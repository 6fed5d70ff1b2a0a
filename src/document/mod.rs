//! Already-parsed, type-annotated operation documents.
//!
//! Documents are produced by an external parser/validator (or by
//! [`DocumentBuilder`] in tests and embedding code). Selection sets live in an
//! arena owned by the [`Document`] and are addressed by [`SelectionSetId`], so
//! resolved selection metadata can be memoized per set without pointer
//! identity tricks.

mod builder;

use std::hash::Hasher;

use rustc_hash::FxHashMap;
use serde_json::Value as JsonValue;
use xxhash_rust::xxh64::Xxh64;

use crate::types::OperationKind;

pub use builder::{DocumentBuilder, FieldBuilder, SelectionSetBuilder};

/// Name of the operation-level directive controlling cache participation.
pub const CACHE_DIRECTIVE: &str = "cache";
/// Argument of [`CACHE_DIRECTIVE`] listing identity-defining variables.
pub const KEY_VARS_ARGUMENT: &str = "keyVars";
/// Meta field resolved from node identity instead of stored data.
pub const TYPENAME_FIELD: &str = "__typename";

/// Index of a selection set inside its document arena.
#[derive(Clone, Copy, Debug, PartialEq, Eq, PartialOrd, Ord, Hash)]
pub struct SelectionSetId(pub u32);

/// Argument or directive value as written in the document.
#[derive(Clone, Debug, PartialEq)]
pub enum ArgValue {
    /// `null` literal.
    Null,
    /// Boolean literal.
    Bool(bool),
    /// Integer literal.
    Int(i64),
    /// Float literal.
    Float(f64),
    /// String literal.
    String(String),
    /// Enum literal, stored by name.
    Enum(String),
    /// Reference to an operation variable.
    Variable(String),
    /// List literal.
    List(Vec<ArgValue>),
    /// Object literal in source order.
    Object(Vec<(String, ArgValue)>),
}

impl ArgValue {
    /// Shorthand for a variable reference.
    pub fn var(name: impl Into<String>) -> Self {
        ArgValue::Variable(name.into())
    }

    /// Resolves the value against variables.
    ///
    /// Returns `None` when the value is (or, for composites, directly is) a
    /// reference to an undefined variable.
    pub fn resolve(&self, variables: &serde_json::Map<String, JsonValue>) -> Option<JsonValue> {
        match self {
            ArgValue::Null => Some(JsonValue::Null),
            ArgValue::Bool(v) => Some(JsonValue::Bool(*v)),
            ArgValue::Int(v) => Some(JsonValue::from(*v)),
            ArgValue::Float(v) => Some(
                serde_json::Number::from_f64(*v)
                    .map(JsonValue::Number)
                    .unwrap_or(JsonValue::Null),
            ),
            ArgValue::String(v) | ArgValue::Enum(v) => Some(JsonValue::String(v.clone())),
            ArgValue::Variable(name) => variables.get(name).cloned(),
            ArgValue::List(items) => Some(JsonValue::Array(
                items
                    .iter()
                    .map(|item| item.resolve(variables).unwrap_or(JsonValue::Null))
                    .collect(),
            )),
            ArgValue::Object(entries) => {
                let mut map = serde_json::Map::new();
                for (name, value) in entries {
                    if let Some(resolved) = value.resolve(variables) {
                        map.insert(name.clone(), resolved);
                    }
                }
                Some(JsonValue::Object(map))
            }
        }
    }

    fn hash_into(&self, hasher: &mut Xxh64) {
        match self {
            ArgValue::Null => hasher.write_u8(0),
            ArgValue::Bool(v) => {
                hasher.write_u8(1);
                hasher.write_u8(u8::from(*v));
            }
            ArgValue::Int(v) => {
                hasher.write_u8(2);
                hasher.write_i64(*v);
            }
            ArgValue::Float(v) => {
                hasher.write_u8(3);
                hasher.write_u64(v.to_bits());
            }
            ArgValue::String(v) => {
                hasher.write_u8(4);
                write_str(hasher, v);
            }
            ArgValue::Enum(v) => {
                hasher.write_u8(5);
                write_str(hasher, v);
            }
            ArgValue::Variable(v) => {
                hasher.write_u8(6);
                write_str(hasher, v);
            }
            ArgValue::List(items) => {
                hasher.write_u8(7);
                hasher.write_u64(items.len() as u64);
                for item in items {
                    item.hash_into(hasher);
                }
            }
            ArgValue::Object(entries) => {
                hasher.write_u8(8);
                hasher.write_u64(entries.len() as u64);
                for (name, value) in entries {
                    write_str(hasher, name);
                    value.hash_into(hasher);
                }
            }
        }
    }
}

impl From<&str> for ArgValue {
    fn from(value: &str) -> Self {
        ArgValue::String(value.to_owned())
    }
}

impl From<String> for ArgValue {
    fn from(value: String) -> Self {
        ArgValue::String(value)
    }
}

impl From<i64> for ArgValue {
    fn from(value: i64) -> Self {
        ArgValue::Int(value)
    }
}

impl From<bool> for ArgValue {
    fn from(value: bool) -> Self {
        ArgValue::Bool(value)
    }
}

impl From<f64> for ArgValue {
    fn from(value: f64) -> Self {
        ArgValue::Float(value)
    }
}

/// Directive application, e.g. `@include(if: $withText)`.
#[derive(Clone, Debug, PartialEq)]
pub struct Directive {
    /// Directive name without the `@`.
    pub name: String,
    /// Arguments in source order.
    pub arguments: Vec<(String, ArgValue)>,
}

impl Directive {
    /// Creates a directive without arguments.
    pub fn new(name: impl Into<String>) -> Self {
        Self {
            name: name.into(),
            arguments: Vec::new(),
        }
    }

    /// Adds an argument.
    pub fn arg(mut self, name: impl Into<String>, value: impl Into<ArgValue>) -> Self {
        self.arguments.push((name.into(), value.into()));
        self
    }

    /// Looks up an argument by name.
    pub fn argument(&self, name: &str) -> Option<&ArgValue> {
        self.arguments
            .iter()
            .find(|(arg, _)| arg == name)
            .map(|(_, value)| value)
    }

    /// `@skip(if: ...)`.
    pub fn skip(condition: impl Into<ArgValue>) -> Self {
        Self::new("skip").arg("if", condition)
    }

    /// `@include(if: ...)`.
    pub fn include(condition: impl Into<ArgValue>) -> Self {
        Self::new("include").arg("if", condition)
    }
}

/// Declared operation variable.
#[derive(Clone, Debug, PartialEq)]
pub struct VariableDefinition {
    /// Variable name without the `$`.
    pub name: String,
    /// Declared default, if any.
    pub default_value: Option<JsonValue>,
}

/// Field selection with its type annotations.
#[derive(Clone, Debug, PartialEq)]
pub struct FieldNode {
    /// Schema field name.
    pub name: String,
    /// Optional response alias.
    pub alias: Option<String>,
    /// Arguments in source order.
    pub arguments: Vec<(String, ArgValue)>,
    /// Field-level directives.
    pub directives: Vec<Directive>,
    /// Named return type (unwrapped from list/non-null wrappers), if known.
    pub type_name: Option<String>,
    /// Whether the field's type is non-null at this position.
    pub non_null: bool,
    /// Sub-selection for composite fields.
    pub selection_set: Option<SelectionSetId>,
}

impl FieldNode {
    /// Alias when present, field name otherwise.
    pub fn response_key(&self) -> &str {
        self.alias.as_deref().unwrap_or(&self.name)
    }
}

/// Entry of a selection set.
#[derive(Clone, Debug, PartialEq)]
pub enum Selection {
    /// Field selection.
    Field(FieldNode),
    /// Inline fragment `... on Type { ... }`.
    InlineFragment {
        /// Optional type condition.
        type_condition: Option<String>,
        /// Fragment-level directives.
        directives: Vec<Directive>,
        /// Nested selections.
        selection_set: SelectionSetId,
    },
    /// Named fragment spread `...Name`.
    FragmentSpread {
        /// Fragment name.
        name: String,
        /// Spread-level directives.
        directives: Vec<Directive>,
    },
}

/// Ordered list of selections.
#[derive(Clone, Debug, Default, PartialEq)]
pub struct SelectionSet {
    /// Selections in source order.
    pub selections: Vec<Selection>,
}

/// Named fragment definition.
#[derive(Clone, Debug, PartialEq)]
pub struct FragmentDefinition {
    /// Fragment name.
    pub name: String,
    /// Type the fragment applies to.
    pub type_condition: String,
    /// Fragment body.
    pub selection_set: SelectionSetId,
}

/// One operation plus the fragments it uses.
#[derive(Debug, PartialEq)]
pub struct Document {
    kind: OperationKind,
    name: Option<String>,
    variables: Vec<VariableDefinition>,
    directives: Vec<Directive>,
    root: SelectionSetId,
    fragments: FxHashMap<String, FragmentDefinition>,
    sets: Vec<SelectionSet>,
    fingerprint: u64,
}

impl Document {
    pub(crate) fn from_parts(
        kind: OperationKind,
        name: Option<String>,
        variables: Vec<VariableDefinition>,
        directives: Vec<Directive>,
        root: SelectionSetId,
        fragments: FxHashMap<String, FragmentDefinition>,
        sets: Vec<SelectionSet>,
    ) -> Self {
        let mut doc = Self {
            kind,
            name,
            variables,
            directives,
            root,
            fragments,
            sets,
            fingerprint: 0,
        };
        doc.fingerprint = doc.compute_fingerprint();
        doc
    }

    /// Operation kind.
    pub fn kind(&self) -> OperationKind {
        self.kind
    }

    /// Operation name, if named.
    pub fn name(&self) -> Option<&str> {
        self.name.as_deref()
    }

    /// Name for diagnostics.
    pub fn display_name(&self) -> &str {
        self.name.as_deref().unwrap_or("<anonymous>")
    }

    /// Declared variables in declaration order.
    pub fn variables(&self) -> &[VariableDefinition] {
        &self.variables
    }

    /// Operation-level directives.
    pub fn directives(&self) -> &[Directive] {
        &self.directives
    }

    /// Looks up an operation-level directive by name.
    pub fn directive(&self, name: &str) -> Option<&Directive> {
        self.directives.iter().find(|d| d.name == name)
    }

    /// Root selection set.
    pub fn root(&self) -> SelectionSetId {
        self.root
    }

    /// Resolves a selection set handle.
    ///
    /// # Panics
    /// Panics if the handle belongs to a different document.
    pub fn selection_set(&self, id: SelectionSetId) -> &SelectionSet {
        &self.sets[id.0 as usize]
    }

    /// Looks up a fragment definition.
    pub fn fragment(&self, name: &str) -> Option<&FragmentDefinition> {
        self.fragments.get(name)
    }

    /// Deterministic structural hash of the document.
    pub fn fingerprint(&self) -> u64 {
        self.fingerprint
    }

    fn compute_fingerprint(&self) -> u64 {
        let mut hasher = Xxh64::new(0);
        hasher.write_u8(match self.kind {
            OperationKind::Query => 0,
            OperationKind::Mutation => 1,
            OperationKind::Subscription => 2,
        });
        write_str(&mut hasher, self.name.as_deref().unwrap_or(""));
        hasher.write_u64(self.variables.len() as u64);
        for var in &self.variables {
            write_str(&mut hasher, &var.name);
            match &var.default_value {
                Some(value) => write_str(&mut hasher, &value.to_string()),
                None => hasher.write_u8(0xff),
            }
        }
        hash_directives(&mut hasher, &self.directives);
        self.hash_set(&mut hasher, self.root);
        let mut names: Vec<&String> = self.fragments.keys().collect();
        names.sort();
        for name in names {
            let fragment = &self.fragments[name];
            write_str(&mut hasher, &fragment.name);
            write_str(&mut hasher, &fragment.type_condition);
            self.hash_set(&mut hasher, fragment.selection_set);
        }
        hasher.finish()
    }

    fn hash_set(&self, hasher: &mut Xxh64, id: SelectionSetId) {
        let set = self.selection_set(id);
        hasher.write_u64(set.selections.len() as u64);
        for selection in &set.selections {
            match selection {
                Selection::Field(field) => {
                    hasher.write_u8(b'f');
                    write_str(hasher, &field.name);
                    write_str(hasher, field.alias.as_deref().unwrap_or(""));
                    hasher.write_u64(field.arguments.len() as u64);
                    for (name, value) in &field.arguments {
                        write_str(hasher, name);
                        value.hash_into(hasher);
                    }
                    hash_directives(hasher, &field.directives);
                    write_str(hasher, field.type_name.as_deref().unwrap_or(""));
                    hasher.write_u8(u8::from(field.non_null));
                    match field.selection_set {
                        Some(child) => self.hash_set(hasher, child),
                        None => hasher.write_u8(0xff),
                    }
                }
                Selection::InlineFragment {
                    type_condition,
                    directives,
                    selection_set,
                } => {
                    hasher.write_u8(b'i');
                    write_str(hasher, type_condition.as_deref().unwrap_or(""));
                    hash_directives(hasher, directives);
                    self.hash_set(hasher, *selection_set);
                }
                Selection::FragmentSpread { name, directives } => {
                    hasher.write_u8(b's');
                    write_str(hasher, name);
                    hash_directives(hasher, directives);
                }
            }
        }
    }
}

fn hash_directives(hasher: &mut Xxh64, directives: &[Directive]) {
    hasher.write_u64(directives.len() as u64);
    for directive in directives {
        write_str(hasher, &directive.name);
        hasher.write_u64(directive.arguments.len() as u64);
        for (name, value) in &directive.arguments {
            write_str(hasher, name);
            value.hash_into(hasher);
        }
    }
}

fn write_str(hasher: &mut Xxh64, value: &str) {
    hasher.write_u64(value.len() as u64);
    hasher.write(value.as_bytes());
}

####################

THE PROBLEM
Take every line from the data that includes the word "arena".

WRITTEN RESPONSE
//! arena owned by the [`Document`] and are addressed by [`SelectionSetId`], so
/// Index of a selection set inside its document arena.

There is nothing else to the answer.